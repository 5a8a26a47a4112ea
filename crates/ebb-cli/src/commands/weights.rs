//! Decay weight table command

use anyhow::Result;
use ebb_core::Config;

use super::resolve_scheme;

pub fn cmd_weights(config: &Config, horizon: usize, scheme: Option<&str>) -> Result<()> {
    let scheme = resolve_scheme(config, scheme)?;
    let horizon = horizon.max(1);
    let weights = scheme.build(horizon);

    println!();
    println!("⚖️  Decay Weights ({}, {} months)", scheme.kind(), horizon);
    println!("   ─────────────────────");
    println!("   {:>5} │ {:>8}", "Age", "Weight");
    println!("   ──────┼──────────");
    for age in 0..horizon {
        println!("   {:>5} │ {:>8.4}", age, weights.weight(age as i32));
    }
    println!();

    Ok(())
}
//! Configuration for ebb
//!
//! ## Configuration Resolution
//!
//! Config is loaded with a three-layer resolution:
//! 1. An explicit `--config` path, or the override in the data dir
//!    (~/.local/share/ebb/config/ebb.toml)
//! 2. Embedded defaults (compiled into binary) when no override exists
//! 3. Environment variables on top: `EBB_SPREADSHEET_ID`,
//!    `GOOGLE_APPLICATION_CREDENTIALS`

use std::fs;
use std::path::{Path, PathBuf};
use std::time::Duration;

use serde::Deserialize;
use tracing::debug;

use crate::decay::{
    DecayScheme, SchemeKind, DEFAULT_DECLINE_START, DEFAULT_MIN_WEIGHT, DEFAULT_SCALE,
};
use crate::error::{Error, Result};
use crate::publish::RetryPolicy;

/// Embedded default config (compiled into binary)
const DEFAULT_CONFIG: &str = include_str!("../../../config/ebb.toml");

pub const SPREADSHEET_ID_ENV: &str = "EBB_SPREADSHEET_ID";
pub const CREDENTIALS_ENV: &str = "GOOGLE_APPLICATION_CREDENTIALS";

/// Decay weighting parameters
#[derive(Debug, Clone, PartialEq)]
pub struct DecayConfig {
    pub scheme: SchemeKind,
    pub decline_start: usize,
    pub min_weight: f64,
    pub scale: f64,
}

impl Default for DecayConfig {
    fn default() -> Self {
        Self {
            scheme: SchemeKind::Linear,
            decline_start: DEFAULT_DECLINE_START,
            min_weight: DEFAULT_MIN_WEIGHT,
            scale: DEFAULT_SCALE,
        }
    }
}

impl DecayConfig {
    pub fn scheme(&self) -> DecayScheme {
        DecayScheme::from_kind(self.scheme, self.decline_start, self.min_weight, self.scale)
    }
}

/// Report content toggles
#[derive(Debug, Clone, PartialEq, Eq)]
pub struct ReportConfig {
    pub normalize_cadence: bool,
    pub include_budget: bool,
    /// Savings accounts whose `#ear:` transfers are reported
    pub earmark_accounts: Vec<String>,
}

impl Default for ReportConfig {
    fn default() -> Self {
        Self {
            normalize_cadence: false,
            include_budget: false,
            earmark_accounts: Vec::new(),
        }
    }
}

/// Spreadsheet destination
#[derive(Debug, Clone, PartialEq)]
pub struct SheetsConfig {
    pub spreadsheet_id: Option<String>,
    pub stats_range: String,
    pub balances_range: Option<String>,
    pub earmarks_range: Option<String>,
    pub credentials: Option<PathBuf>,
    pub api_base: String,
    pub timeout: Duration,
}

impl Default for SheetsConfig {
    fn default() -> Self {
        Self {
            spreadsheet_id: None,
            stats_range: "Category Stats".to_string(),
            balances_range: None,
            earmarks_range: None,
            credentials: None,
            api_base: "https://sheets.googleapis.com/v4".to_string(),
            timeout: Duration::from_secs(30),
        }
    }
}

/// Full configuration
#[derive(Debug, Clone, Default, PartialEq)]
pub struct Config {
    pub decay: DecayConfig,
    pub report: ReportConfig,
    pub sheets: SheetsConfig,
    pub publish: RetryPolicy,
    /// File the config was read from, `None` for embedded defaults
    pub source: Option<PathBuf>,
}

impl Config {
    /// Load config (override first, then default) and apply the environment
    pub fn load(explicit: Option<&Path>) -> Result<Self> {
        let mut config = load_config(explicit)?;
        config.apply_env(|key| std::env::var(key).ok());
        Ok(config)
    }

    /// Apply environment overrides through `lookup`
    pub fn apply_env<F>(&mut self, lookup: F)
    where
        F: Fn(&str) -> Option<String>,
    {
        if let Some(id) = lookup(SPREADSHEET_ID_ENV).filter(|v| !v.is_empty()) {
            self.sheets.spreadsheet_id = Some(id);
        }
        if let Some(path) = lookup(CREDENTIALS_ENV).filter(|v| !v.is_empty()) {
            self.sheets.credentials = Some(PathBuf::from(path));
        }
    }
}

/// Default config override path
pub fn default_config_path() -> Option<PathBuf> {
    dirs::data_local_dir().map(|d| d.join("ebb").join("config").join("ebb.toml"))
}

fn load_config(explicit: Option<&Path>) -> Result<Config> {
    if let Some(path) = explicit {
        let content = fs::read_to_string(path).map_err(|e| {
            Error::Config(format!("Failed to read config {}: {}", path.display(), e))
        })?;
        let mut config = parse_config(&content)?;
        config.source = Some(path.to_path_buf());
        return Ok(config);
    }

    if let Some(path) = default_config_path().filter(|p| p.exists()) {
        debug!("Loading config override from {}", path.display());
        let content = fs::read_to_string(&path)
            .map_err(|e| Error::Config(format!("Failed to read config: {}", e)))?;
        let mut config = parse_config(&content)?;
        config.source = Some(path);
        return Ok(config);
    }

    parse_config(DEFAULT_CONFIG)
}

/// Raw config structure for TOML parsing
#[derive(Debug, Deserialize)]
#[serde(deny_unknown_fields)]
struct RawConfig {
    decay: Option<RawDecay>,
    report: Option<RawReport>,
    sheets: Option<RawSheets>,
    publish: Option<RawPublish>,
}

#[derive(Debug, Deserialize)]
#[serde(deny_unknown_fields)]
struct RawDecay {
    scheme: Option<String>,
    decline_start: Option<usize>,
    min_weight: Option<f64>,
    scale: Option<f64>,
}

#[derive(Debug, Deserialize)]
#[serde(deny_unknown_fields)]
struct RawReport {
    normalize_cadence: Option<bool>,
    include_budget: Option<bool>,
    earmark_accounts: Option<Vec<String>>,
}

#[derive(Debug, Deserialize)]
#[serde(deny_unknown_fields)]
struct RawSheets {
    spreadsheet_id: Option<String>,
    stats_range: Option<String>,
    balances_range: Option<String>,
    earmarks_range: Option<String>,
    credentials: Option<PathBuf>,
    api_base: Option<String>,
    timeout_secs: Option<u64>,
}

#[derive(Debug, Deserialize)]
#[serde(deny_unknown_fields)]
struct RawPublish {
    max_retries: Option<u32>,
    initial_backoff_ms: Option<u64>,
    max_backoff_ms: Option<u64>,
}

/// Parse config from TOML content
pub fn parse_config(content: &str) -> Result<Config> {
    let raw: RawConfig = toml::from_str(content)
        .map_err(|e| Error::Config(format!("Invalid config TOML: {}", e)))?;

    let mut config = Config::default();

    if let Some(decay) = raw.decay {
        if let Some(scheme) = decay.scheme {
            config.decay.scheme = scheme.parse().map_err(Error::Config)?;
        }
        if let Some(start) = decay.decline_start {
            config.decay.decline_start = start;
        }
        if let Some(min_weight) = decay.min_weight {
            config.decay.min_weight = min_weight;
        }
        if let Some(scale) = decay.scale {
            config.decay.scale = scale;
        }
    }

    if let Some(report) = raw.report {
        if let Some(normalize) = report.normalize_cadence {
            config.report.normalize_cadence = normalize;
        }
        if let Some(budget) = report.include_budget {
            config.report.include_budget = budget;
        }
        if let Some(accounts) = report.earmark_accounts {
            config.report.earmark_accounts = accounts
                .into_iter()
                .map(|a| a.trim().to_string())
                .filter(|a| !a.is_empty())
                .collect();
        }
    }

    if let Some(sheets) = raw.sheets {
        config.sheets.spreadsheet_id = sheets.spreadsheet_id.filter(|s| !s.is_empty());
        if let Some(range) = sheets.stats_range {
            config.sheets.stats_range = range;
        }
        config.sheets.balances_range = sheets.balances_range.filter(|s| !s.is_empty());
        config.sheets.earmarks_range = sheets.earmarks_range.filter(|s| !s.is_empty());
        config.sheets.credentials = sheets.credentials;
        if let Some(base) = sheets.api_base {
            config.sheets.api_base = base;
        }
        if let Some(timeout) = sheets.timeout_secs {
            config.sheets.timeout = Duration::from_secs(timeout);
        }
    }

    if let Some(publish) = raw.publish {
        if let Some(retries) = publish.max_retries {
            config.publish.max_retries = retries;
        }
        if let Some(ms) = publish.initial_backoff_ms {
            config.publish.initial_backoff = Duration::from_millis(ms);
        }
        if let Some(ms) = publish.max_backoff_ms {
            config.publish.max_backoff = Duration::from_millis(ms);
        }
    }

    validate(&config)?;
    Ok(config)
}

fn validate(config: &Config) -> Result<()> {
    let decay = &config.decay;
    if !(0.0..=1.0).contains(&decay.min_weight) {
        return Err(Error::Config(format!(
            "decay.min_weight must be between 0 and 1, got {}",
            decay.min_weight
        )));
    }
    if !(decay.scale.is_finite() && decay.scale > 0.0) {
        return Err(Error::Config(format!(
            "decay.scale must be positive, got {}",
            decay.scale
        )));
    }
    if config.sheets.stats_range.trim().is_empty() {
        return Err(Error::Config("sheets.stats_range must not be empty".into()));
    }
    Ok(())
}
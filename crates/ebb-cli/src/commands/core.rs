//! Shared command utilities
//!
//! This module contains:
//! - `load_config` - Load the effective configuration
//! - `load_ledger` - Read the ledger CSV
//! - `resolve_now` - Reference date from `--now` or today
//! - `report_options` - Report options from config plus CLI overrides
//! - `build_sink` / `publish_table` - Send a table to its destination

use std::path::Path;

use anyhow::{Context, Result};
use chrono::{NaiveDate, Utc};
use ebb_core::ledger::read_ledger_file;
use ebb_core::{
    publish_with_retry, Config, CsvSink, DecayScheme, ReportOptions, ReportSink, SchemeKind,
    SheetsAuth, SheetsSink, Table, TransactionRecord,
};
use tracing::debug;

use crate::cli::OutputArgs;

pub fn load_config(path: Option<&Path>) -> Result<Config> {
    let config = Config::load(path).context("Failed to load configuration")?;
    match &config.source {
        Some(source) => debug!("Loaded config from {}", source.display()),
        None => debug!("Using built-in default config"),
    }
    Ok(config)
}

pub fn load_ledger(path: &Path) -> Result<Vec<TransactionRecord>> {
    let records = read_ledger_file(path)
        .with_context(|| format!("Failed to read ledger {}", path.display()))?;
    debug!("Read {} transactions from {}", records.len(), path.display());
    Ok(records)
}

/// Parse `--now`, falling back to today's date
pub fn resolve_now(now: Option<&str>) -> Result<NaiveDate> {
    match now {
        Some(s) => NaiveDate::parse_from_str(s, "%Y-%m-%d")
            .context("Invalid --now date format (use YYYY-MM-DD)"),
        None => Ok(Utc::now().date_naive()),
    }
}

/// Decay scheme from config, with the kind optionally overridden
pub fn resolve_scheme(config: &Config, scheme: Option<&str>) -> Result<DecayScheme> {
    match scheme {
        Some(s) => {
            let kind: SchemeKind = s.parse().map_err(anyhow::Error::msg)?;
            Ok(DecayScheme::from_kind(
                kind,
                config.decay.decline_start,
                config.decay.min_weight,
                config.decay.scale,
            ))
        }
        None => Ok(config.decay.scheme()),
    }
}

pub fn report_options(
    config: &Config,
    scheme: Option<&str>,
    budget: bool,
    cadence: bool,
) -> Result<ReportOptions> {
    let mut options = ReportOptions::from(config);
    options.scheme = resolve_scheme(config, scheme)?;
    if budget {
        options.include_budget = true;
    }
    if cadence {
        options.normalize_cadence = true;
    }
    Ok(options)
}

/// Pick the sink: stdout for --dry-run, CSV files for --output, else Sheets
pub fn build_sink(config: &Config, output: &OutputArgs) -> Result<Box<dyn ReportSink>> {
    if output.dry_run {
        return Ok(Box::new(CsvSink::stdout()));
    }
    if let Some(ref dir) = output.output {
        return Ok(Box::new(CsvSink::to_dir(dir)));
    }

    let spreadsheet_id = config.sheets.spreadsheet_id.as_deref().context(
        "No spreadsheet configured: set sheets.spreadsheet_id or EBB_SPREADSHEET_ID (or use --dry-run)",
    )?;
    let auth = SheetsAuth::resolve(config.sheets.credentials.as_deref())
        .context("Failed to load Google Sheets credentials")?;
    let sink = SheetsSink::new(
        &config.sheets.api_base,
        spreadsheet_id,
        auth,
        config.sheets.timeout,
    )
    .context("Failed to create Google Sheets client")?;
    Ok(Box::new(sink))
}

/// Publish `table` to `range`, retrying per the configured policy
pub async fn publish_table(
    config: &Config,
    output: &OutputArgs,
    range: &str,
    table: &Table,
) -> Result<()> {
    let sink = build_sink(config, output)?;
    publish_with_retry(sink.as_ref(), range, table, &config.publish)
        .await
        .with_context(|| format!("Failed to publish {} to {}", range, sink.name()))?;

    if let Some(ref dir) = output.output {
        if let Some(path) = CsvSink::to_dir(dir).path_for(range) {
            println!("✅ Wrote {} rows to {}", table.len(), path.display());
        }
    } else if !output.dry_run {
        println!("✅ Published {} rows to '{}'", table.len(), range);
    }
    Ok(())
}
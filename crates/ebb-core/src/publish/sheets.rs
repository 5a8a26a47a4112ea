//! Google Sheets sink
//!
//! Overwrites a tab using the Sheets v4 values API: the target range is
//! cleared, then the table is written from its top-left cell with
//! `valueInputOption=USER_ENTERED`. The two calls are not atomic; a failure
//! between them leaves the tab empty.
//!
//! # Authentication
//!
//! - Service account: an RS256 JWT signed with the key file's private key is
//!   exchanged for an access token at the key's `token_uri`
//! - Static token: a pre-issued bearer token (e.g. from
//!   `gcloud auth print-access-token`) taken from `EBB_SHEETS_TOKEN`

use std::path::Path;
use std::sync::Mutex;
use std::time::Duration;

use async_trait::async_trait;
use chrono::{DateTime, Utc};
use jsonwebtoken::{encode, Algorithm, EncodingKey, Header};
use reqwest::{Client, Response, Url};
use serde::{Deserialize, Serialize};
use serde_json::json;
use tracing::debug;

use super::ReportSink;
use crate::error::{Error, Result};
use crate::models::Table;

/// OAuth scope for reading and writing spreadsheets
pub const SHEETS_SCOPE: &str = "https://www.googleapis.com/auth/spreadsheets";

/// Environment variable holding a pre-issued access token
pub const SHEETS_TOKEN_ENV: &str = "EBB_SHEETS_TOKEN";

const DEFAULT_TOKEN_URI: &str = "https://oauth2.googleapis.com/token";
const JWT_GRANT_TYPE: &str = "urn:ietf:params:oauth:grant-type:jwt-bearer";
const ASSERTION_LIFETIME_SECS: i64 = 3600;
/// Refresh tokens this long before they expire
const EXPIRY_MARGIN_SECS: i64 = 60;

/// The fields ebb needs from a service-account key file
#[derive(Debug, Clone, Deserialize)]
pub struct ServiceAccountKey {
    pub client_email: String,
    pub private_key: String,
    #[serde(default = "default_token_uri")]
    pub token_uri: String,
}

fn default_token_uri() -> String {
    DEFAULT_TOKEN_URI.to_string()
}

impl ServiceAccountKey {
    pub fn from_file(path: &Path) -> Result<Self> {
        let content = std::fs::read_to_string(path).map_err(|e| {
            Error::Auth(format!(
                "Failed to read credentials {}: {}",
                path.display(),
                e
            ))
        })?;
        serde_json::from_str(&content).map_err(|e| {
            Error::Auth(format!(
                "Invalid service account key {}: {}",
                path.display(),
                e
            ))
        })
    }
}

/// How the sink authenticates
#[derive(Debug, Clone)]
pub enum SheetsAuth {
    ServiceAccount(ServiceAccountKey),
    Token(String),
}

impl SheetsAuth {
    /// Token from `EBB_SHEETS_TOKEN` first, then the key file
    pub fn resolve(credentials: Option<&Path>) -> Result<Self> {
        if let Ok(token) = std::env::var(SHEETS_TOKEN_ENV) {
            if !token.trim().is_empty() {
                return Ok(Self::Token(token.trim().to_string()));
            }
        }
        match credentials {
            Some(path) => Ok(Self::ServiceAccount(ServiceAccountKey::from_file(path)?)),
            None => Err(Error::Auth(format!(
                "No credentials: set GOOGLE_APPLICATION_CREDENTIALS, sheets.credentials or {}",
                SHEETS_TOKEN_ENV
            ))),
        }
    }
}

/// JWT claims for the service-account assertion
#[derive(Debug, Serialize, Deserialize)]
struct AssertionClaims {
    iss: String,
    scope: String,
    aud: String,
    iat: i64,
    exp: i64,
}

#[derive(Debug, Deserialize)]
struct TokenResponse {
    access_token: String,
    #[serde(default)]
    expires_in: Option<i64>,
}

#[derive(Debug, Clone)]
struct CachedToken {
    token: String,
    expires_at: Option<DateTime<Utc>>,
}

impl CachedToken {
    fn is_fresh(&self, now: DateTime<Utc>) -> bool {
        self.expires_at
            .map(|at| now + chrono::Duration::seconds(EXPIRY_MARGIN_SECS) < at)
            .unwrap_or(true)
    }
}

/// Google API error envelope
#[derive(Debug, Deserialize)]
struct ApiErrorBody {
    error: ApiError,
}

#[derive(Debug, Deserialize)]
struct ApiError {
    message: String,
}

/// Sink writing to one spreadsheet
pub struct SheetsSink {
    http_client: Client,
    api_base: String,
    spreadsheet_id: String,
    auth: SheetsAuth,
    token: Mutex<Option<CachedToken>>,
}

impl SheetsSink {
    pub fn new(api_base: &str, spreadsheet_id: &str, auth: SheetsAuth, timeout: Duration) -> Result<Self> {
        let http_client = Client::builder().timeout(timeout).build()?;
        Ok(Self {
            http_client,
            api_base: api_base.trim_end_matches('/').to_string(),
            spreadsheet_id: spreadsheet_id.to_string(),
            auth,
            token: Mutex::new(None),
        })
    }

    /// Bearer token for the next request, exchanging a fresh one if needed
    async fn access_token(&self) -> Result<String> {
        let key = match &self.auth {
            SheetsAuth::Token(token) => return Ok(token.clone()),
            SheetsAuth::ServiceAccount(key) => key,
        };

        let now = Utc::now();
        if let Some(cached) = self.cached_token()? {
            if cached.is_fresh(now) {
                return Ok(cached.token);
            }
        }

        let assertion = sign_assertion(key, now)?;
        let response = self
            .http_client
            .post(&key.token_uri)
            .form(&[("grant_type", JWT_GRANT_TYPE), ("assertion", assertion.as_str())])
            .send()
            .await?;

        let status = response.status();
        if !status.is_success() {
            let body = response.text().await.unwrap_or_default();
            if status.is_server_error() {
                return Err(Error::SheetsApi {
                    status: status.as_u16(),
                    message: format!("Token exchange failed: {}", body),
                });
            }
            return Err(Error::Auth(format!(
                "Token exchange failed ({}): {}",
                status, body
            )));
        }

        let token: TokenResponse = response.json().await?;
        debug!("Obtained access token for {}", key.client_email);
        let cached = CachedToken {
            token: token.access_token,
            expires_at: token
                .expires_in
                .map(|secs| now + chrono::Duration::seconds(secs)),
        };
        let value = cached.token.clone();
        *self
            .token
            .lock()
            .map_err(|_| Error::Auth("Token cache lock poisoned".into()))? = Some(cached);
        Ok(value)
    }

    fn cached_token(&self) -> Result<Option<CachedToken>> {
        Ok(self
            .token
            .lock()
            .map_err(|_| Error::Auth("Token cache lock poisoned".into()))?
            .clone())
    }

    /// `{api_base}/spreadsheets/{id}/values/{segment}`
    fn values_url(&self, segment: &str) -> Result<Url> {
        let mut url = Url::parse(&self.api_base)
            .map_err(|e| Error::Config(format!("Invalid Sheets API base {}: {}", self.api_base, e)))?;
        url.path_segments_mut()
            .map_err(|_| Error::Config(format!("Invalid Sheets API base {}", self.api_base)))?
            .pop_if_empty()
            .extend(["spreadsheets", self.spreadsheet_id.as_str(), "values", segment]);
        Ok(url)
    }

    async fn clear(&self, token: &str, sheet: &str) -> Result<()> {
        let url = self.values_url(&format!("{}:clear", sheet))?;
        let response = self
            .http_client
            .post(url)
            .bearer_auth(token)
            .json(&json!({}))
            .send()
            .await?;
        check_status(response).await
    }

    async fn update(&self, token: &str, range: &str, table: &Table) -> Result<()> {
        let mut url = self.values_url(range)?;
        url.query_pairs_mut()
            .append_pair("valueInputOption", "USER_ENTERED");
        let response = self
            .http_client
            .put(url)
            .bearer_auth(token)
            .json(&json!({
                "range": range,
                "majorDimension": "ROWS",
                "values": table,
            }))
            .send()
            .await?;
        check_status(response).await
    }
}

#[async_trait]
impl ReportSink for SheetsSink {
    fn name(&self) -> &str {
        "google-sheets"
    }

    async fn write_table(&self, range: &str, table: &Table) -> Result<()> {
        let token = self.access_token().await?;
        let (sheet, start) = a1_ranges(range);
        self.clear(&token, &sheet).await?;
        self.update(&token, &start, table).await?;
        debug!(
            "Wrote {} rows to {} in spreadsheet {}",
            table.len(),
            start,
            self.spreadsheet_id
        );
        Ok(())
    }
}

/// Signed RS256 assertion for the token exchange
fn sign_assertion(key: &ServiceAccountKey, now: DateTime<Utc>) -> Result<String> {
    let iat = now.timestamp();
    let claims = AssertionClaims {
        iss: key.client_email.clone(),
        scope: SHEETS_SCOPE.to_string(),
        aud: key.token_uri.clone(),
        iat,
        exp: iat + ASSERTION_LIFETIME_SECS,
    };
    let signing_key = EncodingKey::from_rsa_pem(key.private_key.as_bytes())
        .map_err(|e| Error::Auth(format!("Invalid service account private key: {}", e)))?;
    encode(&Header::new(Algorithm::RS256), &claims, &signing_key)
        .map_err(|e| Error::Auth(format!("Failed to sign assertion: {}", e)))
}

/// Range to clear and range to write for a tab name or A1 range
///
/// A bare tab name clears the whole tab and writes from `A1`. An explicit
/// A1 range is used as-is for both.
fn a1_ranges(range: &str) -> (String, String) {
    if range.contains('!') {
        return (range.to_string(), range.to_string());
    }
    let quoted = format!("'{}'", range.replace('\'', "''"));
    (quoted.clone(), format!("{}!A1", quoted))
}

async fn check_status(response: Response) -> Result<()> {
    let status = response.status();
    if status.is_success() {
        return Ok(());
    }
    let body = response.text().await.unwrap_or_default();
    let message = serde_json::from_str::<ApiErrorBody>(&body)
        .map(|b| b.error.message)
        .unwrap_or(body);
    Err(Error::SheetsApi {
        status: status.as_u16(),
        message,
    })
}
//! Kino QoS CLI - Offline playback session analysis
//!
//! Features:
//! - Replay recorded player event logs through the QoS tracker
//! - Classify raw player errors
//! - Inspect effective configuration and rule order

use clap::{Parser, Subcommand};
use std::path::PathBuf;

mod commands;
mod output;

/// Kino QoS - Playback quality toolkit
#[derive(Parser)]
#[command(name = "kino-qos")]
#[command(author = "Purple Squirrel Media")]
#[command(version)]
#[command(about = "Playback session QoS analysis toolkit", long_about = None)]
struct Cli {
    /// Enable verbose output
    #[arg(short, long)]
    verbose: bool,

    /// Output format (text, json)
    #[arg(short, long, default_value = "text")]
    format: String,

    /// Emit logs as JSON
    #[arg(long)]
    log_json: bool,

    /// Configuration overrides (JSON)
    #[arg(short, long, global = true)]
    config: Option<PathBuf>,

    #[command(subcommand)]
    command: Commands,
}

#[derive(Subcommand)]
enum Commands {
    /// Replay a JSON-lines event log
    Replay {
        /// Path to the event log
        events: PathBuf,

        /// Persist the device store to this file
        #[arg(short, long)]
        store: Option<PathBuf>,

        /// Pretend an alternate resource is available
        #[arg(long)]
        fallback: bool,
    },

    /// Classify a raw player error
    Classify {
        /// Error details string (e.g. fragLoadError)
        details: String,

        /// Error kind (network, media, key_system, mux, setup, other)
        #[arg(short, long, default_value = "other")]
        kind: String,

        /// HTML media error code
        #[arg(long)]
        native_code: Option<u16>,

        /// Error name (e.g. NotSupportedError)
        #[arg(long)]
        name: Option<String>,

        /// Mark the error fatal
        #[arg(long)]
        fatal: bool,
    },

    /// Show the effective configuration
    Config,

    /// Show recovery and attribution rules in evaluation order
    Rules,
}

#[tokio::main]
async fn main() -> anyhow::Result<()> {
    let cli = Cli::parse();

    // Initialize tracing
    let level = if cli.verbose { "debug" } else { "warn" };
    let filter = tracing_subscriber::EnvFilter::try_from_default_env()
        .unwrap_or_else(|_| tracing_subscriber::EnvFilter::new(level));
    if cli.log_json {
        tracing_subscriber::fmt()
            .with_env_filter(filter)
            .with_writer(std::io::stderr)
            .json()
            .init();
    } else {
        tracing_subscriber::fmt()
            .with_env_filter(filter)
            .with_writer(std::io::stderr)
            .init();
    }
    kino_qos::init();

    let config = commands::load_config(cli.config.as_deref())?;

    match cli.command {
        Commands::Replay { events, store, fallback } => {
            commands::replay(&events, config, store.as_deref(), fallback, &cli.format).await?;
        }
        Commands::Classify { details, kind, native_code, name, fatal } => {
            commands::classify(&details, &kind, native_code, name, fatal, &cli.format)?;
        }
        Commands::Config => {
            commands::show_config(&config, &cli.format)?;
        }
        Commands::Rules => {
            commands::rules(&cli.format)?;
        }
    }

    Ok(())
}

* * *

[EXERCISE DETAILS] Copy out, exactly and alone, the lines of the entries above between the ones holding "let message = serde_json::from_str::<ApiErrorBody>(&body)" and "#[command(version)]", inclusive.

[TASK RESPONSE]
    let message = serde_json::from_str::<ApiErrorBody>(&body)
        .map(|b| b.error.message)
        .unwrap_or(body);
    Err(Error::SheetsApi {
        status: status.as_u16(),
        message,
    })
}
//! Kino QoS CLI - Offline playback session analysis
//!
//! Features:
//! - Replay recorded player event logs through the QoS tracker
//! - Classify raw player errors
//! - Inspect effective configuration and rule order

use clap::{Parser, Subcommand};
use std::path::PathBuf;

mod commands;
mod output;

/// Kino QoS - Playback quality toolkit
#[derive(Parser)]
#[command(name = "kino-qos")]
#[command(author = "Purple Squirrel Media")]
#[command(version)]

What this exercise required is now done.